Analyzing the options:
- CCA TAG CT - deletion of CCC, substitution in ATA. (Not valid as it is not a direct substitution)
- CCA TAG CT - same as option 1 (Not valid)
- CCC TAG CT - does not exhibit deletion or substitution (Not valid)
- CCC TAG CT - same as option 3 (Not valid)
- CCA ATA GCT - deletion of the first codon CCC, no substitution (Not valid)
- CCA ATA GCT - same as option 5 (Not valid)
- CCA TAA CT - deletion of CCC, substitution A to T in A (Not valid)
From what we see from the options, it seems there could be an error based on the provided options, as none reflect both a deletion in the first codon and a substitution mutation exactly as requested.
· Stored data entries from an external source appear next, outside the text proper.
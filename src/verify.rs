//! Reference verification.
//!
//! The last gate before deployment: every local reference in every output
//! HTML and CSS file must name a file that exists in the output tree. All
//! offenders are collected and reported together, and any offender fails the
//! build.
//!
//! Only references that load something are checked (stylesheets, scripts,
//! images, CSS `url()`/`@import`, `<link href>` and social images). Anchor
//! hrefs, media `src` and other meta content are rewritten when they match an
//! asset but may legitimately point at routes that are not files.

use rayon::prelude::*;
use std::fmt;
use std::fs;
use std::path::Path;
use thiserror::Error;
use tracing::debug;

use crate::config::SiteConfig;
use crate::rewrite::{TextKind, find_references, is_external, resolve_key, split_suffix};
use crate::scan::{self, ScanError};

/// A reference whose target is missing.
#[derive(Debug, Clone, PartialEq, Eq)]
pub struct Dangling {
    /// File containing the reference, relative to the output root.
    pub source: String,
    /// The reference as written.
    pub reference: String,
}

impl fmt::Display for Dangling {
    fn fmt(&self, f: &mut fmt::Formatter<'_>) -> fmt::Result {
        write!(f, "{} -> {}", self.source, self.reference)
    }
}

#[derive(Error, Debug)]
pub enum VerifyError {
    #[error("IO error: {0}")]
    Io(#[from] std::io::Error),
    #[error("Scan error: {0}")]
    Scan(#[from] ScanError),
    #[error("{} dangling reference(s):\n{}", .0.len(), format_dangling(.0))]
    DanglingReferences(Vec<Dangling>),
}

fn format_dangling(dangling: &[Dangling]) -> String {
    dangling
        .iter()
        .map(|d| format!("  {d}"))
        .collect::<Vec<_>>()
        .join("\n")
}

#[derive(Debug, Clone, Copy, Default, PartialEq, Eq)]
pub struct VerifyStats {
    pub files: usize,
    pub references: usize,
}

/// Check one file's references against the tree at `root`.
pub fn check_file(root: &Path, rel: &str) -> Result<(usize, Vec<Dangling>), VerifyError> {
    let Some(kind) = TextKind::from_path(rel) else {
        return Ok((0, Vec::new()));
    };
    let text = fs::read_to_string(root.join(rel))?;
    let mut checked = 0;
    let mut dangling = Vec::new();

    for reference in find_references(&text, kind) {
        if !reference.site.is_verified() || is_external(&reference.value) {
            continue;
        }
        checked += 1;
        let target = resolve_key(split_suffix(&reference.value).0, rel);
        if !target.is_some_and(|key| root.join(key).is_file()) {
            dangling.push(Dangling {
                source: rel.to_string(),
                reference: reference.value,
            });
        }
    }
    Ok((checked, dangling))
}

/// Every HTML and CSS file in the output tree: pages, fragments and
/// stylesheets anywhere under the asset directories.
pub fn verifiable_files(root: &Path, config: &SiteConfig) -> Result<Vec<String>, ScanError> {
    let mut files = scan::find_pages(root)?;
    for dir in config.asset_dirs() {
        files.extend(
            scan::walk_files(root, dir, config)?
                .into_iter()
                .filter(|rel| TextKind::from_path(rel).is_some()),
        );
    }
    files.sort();
    files.dedup();
    Ok(files)
}

/// Verify the whole output tree at `root`.
pub fn verify_tree(root: &Path, config: &SiteConfig) -> Result<VerifyStats, VerifyError> {
    let files = verifiable_files(root, config)?;
    let results: Vec<(usize, Vec<Dangling>)> = files
        .par_iter()
        .map(|rel| check_file(root, rel))
        .collect::<Result<_, _>>()?;

    let mut stats = VerifyStats {
        files: files.len(),
        references: 0,
    };
    let mut dangling = Vec::new();
    for (checked, missing) in results {
        stats.references += checked;
        dangling.extend(missing);
    }

    if !dangling.is_empty() {
        return Err(VerifyError::DanglingReferences(dangling));
    }
    debug!("verified {} references in {} files", stats.references, stats.files);
    Ok(stats)
}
However, based on the closest interpretation of what deletion and substitution might occur, if we assume the first codon has been deleted but the exact substitution has not been clearly represented, potentially options with CCA do show an altered sequence after the deletion of CCC.
If we consider a case where ATA could change to TAA potentially under mutations, then from the options, CCA TAA CT would be the closest depiction (albeit not a direct representation of original coding).
Given the requirements of the question, no exact answer fits tightly due to the lack of coherent responses addressing both the deletion and a substitution properly.
Please clarify if you need assistance with a different aspect of this mutation analysis.